//! Client side of the folio offline router.
//!
//! This crate provides the network seam, request classification, the four
//! caching strategies and the service-worker lifecycle built on top of them.

pub mod fetch;
pub mod router;

pub use fetch::{FetchConfig, HttpNetwork, Method, Network, Request, RequestMode, Response, ResponseSource, StatusCode};

pub use router::{
    ActivateReport, ClientMessage, FetchOutcome, InstallReport, LifecycleState, MessageReply, Notification,
    NotificationAction, Registration, RouteTable, Router, RouterConfig, SubmitOutcome, SyncReport,
};
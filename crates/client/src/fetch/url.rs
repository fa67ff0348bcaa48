//! URL resolution for precache entries, fallbacks and tool input.

/// Error type for URL resolution failures.
#[derive(Debug, Clone, thiserror::Error)]
pub enum UrlError {
    #[error("empty URL")]
    Empty,

    #[error("unsupported scheme: {0}")]
    UnsupportedScheme(String),

    #[error("invalid URL: {0}")]
    InvalidUrl(String),
}

/// Schemes the router is willing to intercept.
pub fn is_fetchable_scheme(url: &url::Url) -> bool {
    matches!(url.scheme(), "http" | "https")
}

/// Resolve `input` against `origin`.
///
/// 1. Trim leading/trailing whitespace
/// 2. Absolute URLs are parsed as-is and must be http(s)
/// 3. Anything else is joined onto `origin` (`/offline.html`, `icons/a.png`)
/// 4. Remove fragment (#...), which never reaches the network
pub fn resolve(origin: &url::Url, input: &str) -> Result<url::Url, UrlError> {
    let trimmed = input.trim();

    if trimmed.is_empty() {
        return Err(UrlError::Empty);
    }

    let mut parsed = if trimmed.contains("://") {
        url::Url::parse(trimmed).map_err(|e| UrlError::InvalidUrl(e.to_string()))?
    } else {
        origin.join(trimmed).map_err(|e| UrlError::InvalidUrl(e.to_string()))?
    };

    if !is_fetchable_scheme(&parsed) {
        return Err(UrlError::UnsupportedScheme(parsed.scheme().to_string()));
    }

    parsed.set_fragment(None);

    Ok(parsed)
}

/// Whether `url` shares scheme, host and port with `origin`.
pub fn same_origin(origin: &url::Url, url: &url::Url) -> bool {
    origin.origin() == url.origin()
}
//! Background replay queue.
//!
//! Submissions that fail while offline are parked here and replayed when a
//! background sync fires. Tasks leave the queue only through `remove_task`,
//! after the endpoint acknowledged delivery.

use std::fmt;
use std::str::FromStr;

use super::connection::CacheDb;
use crate::Error;
use serde::{Deserialize, Serialize};
use tokio_rusqlite::params;
use tokio_rusqlite::rusqlite;

/// What a pending task carries.
#[derive(Debug, Clone, Copy, PartialEq, Eq, Serialize, Deserialize, schemars::JsonSchema)]
#[serde(rename_all = "kebab-case")]
pub enum TaskKind {
    FormSubmission,
    Analytics,
}

impl TaskKind {
    pub fn as_str(&self) -> &'static str {
        match self {
            TaskKind::FormSubmission => "form-submission",
            TaskKind::Analytics => "analytics",
        }
    }
}

impl fmt::Display for TaskKind {
    fn fmt(&self, f: &mut fmt::Formatter<'_>) -> fmt::Result {
        f.write_str(self.as_str())
    }
}

impl FromStr for TaskKind {
    type Err = Error;

    fn from_str(s: &str) -> Result<Self, Self::Err> {
        match s {
            "form-submission" => Ok(TaskKind::FormSubmission),
            "analytics" => Ok(TaskKind::Analytics),
            other => Err(Error::CorruptEntry(format!("unknown task kind {other:?}"))),
        }
    }
}

/// A deferred POST waiting for connectivity.
#[derive(Debug, Clone, PartialEq, Eq, Serialize, Deserialize, schemars::JsonSchema)]
pub struct PendingTask {
    pub id: String,
    pub kind: TaskKind,
    pub endpoint: String,
    pub body: String,
    pub content_type: String,
    pub created_at: String,
    pub attempts: u32,
    pub last_error: Option<String>,
}

impl PendingTask {
    /// New task with a fresh UUID v4 identifier and no attempts recorded.
    pub fn new(kind: TaskKind, endpoint: &str, body: &str, content_type: &str) -> Self {
        Self {
            id: uuid::Uuid::new_v4().to_string(),
            kind,
            endpoint: endpoint.to_string(),
            body: body.to_string(),
            content_type: content_type.to_string(),
            created_at: chrono::Utc::now().to_rfc3339(),
            attempts: 0,
            last_error: None,
        }
    }

    /// JSON form submission, the common case for the contact form.
    pub fn form(endpoint: &str, body: &str) -> Self {
        Self::new(TaskKind::FormSubmission, endpoint, body, "application/json")
    }
}

impl CacheDb {
    /// Queue a task. Returns its identifier.
    pub async fn enqueue_task(&self, task: &PendingTask) -> Result<String, Error> {
        let task = task.clone();
        self.conn
            .call(move |conn| -> Result<String, Error> {
                conn.execute(
                    "INSERT INTO pending_tasks (
                        id, kind, endpoint, body, content_type, created_at, attempts, last_error
                    ) VALUES (?1, ?2, ?3, ?4, ?5, ?6, ?7, ?8)",
                    params![
                        &task.id,
                        task.kind.as_str(),
                        &task.endpoint,
                        &task.body,
                        &task.content_type,
                        &task.created_at,
                        task.attempts,
                        &task.last_error,
                    ],
                )?;
                Ok(task.id)
            })
            .await
            .map_err(Error::from)
    }

    /// Every queued task, oldest first.
    pub async fn list_pending_tasks(&self) -> Result<Vec<PendingTask>, Error> {
        let rows = self
            .conn
            .call(|conn| -> Result<Vec<(PendingTask, String)>, Error> {
                let mut stmt = conn.prepare(
                    "SELECT id, kind, endpoint, body, content_type, created_at, attempts, last_error
                     FROM pending_tasks ORDER BY created_at ASC, rowid ASC",
                )?;
                let rows = stmt
                    .query_map([], |row| {
                        let kind: String = row.get(1)?;
                        Ok((
                            PendingTask {
                                id: row.get(0)?,
                                kind: TaskKind::FormSubmission,
                                endpoint: row.get(2)?,
                                body: row.get(3)?,
                                content_type: row.get(4)?,
                                created_at: row.get(5)?,
                                attempts: row.get(6)?,
                                last_error: row.get(7)?,
                            },
                            kind,
                        ))
                    })?
                    .collect::<Result<Vec<_>, rusqlite::Error>>()?;
                Ok(rows)
            })
            .await
            .map_err(Error::from)?;

        rows.into_iter()
            .map(|(mut task, kind)| -> Result<PendingTask, Error> {
                task.kind = kind.parse()?;
                Ok(task)
            })
            .collect()
    }

    /// Remove a delivered task. Returns whether it was queued.
    pub async fn remove_task(&self, id: &str) -> Result<bool, Error> {
        let id = id.to_string();
        self.conn
            .call(move |conn| -> Result<bool, Error> {
                let count = conn.execute("DELETE FROM pending_tasks WHERE id = ?1", params![id])?;
                Ok(count > 0)
            })
            .await
            .map_err(Error::from)
    }

    /// Record a failed delivery attempt, keeping the task queued.
    pub async fn record_task_failure(&self, id: &str, reason: &str) -> Result<(), Error> {
        let id = id.to_string();
        let reason = reason.to_string();
        self.conn
            .call(move |conn| -> Result<(), Error> {
                conn.execute(
                    "UPDATE pending_tasks SET attempts = attempts + 1, last_error = ?2 WHERE id = ?1",
                    params![id, reason],
                )?;
                Ok(())
            })
            .await
            .map_err(Error::from)
    }
}

#[cfg(test)]
mod tests {
    use super::*;

    #[tokio::test]
    async fn test_enqueue_and_list() {
        let db = CacheDb::open_in_memory().await.unwrap();
        let task = PendingTask::form("https://api.emailjs.com/api/v1.0/email/send", r#"{"name":"Ada"}"#);

        let id = db.enqueue_task(&task).await.unwrap();
        assert_eq!(id, task.id);

        let pending = db.list_pending_tasks().await.unwrap();
        assert_eq!(pending, vec![task]);
    }

    #[tokio::test]
    async fn test_list_is_oldest_first() {
        let db = CacheDb::open_in_memory().await.unwrap();
        let mut first = PendingTask::new(TaskKind::Analytics, "https://jane.dev/collect", "{}", "application/json");
        first.created_at = "2026-01-01T00:00:00+00:00".to_string();
        let second = PendingTask::form("https://jane.dev/contact", "{}");

        db.enqueue_task(&second).await.unwrap();
        db.enqueue_task(&first).await.unwrap();

        let ids: Vec<String> = db.list_pending_tasks().await.unwrap().into_iter().map(|t| t.id).collect();
        assert_eq!(ids, vec![first.id, second.id]);
    }

    #[tokio::test]
    async fn test_remove_task() {
        let db = CacheDb::open_in_memory().await.unwrap();
        let task = PendingTask::form("https://jane.dev/contact", "{}");
        db.enqueue_task(&task).await.unwrap();

        assert!(db.remove_task(&task.id).await.unwrap());
        assert!(!db.remove_task(&task.id).await.unwrap());
        assert!(db.list_pending_tasks().await.unwrap().is_empty());
    }

    #[tokio::test]
    async fn test_record_failure_keeps_task() {
        let db = CacheDb::open_in_memory().await.unwrap();
        let task = PendingTask::form("https://jane.dev/contact", "{}");
        db.enqueue_task(&task).await.unwrap();

        db.record_task_failure(&task.id, "NETWORK_FAILED: offline").await.unwrap();

        let pending = db.list_pending_tasks().await.unwrap();
        assert_eq!(pending.len(), 1);
        assert_eq!(pending[0].attempts, 1);
        assert_eq!(pending[0].last_error.as_deref(), Some("NETWORK_FAILED: offline"));
    }

    #[test]
    fn test_task_ids_are_unique() {
        let a = PendingTask::form("https://jane.dev/contact", "{}");
        let b = PendingTask::form("https://jane.dev/contact", "{}");
        assert_ne!(a.id, b.id);
    }
}
fn main() {
    teamhub_app_lib::run()
}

*ACTIVITY*
Among the lines of the data, some may contain the string "FormSubmission"; report how many, and nothing more.

*EXPECTED ANSWER*
5